Sanz-Ortega J, Roig F, Al-Mousa M M, Saez M C, Muñoz A, Sanz-Esponera J, Callol L
Hospital San Carlos, Madrid, Spain.
Histol Histopathol. 2007 May;22(5):541-5. doi: 10.14670/HH-22.541.
Molecular cytogenetic and LOH analyses of non-small cell lung cancer (NSCLC) have shown frequent allelic deletions in a variety of chromosomes where tumour suppressor genes are located. Allelic loss at 9p21 (p16 locus), 17p13 (p53) and 5q21(APC) has been frequently described in NSCLC and has also been described in premalignant epithelial lesions of the bronchus and normal bronchial cells. These findings suggest that a tissue field of somatic genetic alterations precedes the histopathological phenotypic changes of carcinoma. Similar changes have been described in oral and laryngeal epithelial tumours associated with smoke exposure. We previously reported frequent LOH at 5q21, 9p21 and TP53 in tumor cells and peritumoral normal bronchial cells from surgically resected NSCLC. We now analyze 96 cases of normal oral exfoliative cytology in which normal epithelial cells were obtained: 43 cases from smoker patients with NSCLC diagnosis, 33 smoker patients with no evidence of malignancy and 20 non-smoker patients with no evidence of tumour. All groups had a similar age and sex distribution. PCR amplification was performed utilising the specific markers D5S346, D9S157 and TP53. In normal oral mucosae cells from patients with NSCLC, we found that 21% of the informative cases showed LOH at any of the three analyzed loci distributed as follows: 14.3% of the informative cases showed LOH at 5q21, 7.7% at 9p21 and 22.2% at TP53. Within the smoker risk group only one case (4% of the informative cases) showed LOH at TP53, while no LOH was found at 5q21 or 9p21. No LOH was found in non-smokers. In conclusion, our results show that a significant number of patients with NSCLC have LOH at TP53, 5q21 and 9p21 in normal oral mucosae, while LOH at these loci is unusual in similar cells obtained from patients with no evidence of malignancy. Our study demonstrates that LOH studies can detect smoker patients with a mutated genotype in normal epithelial cells. Further prospective studies may confirm whether LOH studies can detect patients with a higher risk of NSCLC.
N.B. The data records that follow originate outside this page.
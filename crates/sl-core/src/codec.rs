//! Persisted record layout for zone objects.
//!
//! Records are property maps with PascalCase keys. Positions are written in
//! game units (editor units times [`EditorConfig::unit_scale`]), rail control
//! points are written as absolute coordinates and read back into the
//! relative form [`RailPoint`] stores. Decoding a record is all-or-nothing.

use glam::Vec3;
use serde::{Deserialize, Serialize};

use crate::config::EditorConfig;
use crate::error::{SlError, SlResult};
use crate::object::{GeneralObject, ObjectId, WorldObject};
use crate::rail::{Rail, RailPoint};
use crate::value::{Properties, PropertyValue, parse_vector_record, vector_record};
use crate::zone::Zone;

const DEFAULT_LAYER: &str = "Common";
const POINT_CLASS: &str = "Point";
const RAIL_TYPE: &str = "Bezier";

/// Metadata keys written on every record that never become properties.
const RESERVED_KEYS: &[&str] = &[
    "Comment",
    "Id",
    "IsLinkDest",
    "LayerConfigName",
    "Links",
    "ModelName",
    "Rotate",
    "Scale",
    "UnitConfig",
    "UnitConfigName",
];

/// Keys a rail record consumes on top of [`RESERVED_KEYS`].
const RAIL_KEYS: &[&str] = &["IsClosed", "IsLadder", "RailPoints", "RailType", "Translate"];

/// Keys a general object record consumes on top of [`RESERVED_KEYS`].
/// `RailPoints` would make the record decode as a rail.
const OBJECT_KEYS: &[&str] = &["RailPoints", "Translate"];

/// Keys a rail point record consumes on top of [`RESERVED_KEYS`].
const POINT_KEYS: &[&str] = &["ControlPoints", "Translate"];

// ---------------------------------------------------------------------------
// Zone documents
// ---------------------------------------------------------------------------

/// A whole zone as written to disk.
#[derive(Debug, Clone, Default, PartialEq, Serialize, Deserialize)]
#[serde(rename_all = "PascalCase")]
pub struct ZoneDocument {
    /// Zone name.
    pub name: String,
    /// General object records.
    #[serde(default)]
    pub object_list: Vec<Properties>,
    /// Rail records.
    #[serde(default)]
    pub rail_list: Vec<Properties>,
}

impl ZoneDocument {
    /// Parse a document from JSON text.
    pub fn from_json(json: &str) -> SlResult<Self> {
        Ok(serde_json::from_str(json)?)
    }

    /// Render the document as indented JSON.
    pub fn to_json_pretty(&self) -> SlResult<String> {
        Ok(serde_json::to_string_pretty(self)?)
    }

    /// Decode every record into a zone, then resolve links.
    ///
    /// Fails on the first malformed record and on links to IDs that no
    /// record defines.
    pub fn into_zone(&self, config: &EditorConfig) -> SlResult<Zone> {
        let mut zone = Zone::new(self.name.clone());
        let mut deferred = 0usize;

        for record in self.object_list.iter().chain(&self.rail_list) {
            let (object, links_deferred) = decode_object(record, &mut zone, config)?;
            if links_deferred {
                deferred += 1;
            }
            zone.insert(object)?;
        }

        zone.validate_links()?;
        zone.update_link_destinations();
        log::debug!(
            "decoded zone \"{}\": {} objects, {} with links resolved after load",
            zone.name,
            zone.len(),
            deferred
        );
        Ok(zone)
    }

    /// Encode every object of `zone`.
    pub fn from_zone(zone: &Zone, config: &EditorConfig) -> SlResult<Self> {
        let mut document = Self {
            name: zone.name.clone(),
            ..Self::default()
        };
        for object in zone.objects() {
            let record = encode_object(object, config)?;
            match object {
                WorldObject::General(_) => document.object_list.push(record),
                WorldObject::Rail(_) => document.rail_list.push(record),
            }
        }
        Ok(document)
    }
}

// ---------------------------------------------------------------------------
// Objects
// ---------------------------------------------------------------------------

/// Decode one record and reserve its ID in `zone`.
///
/// The flag is `true` when the object holds links whose targets must be
/// resolved once every record of the zone has been read. Rails never do.
pub fn decode_object(
    record: &Properties,
    zone: &mut Zone,
    config: &EditorConfig,
) -> SlResult<(WorldObject, bool)> {
    let (object, links_deferred) = if record.contains_key("RailPoints") {
        (WorldObject::Rail(decode_rail(record, config)?), false)
    } else {
        let object = decode_general(record, config)?;
        let deferred = !object.links.is_empty();
        (WorldObject::General(object), deferred)
    };
    zone.submit_id(object.id());
    log::trace!("decoded {} {}", object.kind(), object.id());
    Ok((object, links_deferred))
}

/// Encode one object as a record.
pub fn encode_object(object: &WorldObject, config: &EditorConfig) -> SlResult<Properties> {
    match object {
        WorldObject::General(o) => Ok(encode_general(o, config)),
        WorldObject::Rail(r) => encode_rail(r, config),
    }
}

fn decode_general(record: &Properties, config: &EditorConfig) -> SlResult<GeneralObject> {
    let id = ObjectId::from(required_str(record, "Id", "object")?);
    let context = format!("object {id}");
    let class_name = required_str(record, "UnitConfigName", &context)?;

    let mut object = GeneralObject::new(id, class_name);
    object.model_name = optional_str(record, "ModelName", &context)?;
    object.comment = optional_str(record, "Comment", &context)?;
    if let Some(layer) = optional_str(record, "LayerConfigName", &context)? {
        object.layer = layer;
    }
    if let Some(display_name) = record
        .get("UnitConfig")
        .and_then(PropertyValue::as_map)
        .and_then(|unit| unit.get("DisplayName"))
        .and_then(PropertyValue::as_str)
    {
        object.display_name = display_name.to_string();
    }

    object.position = parse_vector_record(
        required(record, "Translate", &context)?,
        config.unit_scale,
        &format!("{context} Translate"),
    )?;
    if let Some(rotate) = record.get("Rotate") {
        object.rotation = parse_vector_record(rotate, 1.0, &format!("{context} Rotate"))?;
    }
    if let Some(scale) = record.get("Scale") {
        object.scale = parse_vector_record(scale, 1.0, &format!("{context} Scale"))?;
    }

    if let Some(links) = record.get("Links") {
        let links = links
            .as_map()
            .ok_or_else(|| SlError::malformed(&context, "\"Links\" is not a map"))?;
        for (name, targets) in links {
            let targets = targets.as_list().ok_or_else(|| {
                SlError::malformed(&context, format!("link list \"{name}\" is not a list"))
            })?;
            // An empty list is still a link slot and survives a round trip.
            object.links.entry(name.clone()).or_default();
            for target in targets {
                let target = target
                    .as_map()
                    .and_then(|t| t.get("Id"))
                    .and_then(PropertyValue::as_str)
                    .ok_or_else(|| {
                        SlError::malformed(&context, format!("link \"{name}\" entry has no \"Id\""))
                    })?;
                object.add_link(name.clone(), ObjectId::from(target));
            }
        }
    }

    object.properties = extra_properties(record, OBJECT_KEYS);
    Ok(object)
}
非小细胞肺癌(NSCLC)的分子细胞遗传学和杂合性缺失(LOH)分析显示,在多种存在肿瘤抑制基因的染色体上频繁出现等位基因缺失。9p21(p16位点)、17p13(p53)和5q21(APC)处的等位基因缺失在NSCLC中经常被描述,在支气管的癌前上皮病变和正常支气管细胞中也有报道。这些发现表明,体细胞遗传改变的组织区域先于癌的组织病理学表型变化。在与吸烟相关的口腔和喉上皮肿瘤中也描述了类似的变化。我们之前报道,在手术切除的NSCLC的肿瘤细胞和瘤旁正常支气管细胞中,5q21、9p21和TP53处频繁出现LOH。我们现在分析了96例获得正常上皮细胞的正常口腔脱落细胞学样本:43例来自诊断为NSCLC的吸烟患者,33例无恶性肿瘤证据的吸烟患者,以及20例无肿瘤证据的非吸烟患者。所有组的年龄和性别分布相似。利用特异性标记D5S346、D9S157和TP53进行PCR扩增。在NSCLC患者的正常口腔黏膜细胞中,我们发现21%的信息性病例在三个分析位点中的任何一个位点出现LOH,分布如下:14.3%的信息性病例在5q21处出现LOH,7.7%在9p21处出现LOH,22.2%在TP53处出现LOH。在吸烟风险组中,只有1例(占信息性病例的4%)在TP53处出现LOH,而在5q21或9p21处未发现LOH。在非吸烟者中未发现LOH。总之,我们的结果表明,相当数量的NSCLC患者在正常口腔黏膜中TP53、5q21和9p21处存在LOH,而在无恶性肿瘤证据的患者获得的类似细胞中,这些位点的LOH并不常见。我们的研究表明,LOH研究可以检测出正常上皮细胞中具有突变基因型的吸烟患者。进一步的前瞻性研究可能会证实LOH研究是否能够检测出NSCLC风险较高的患者。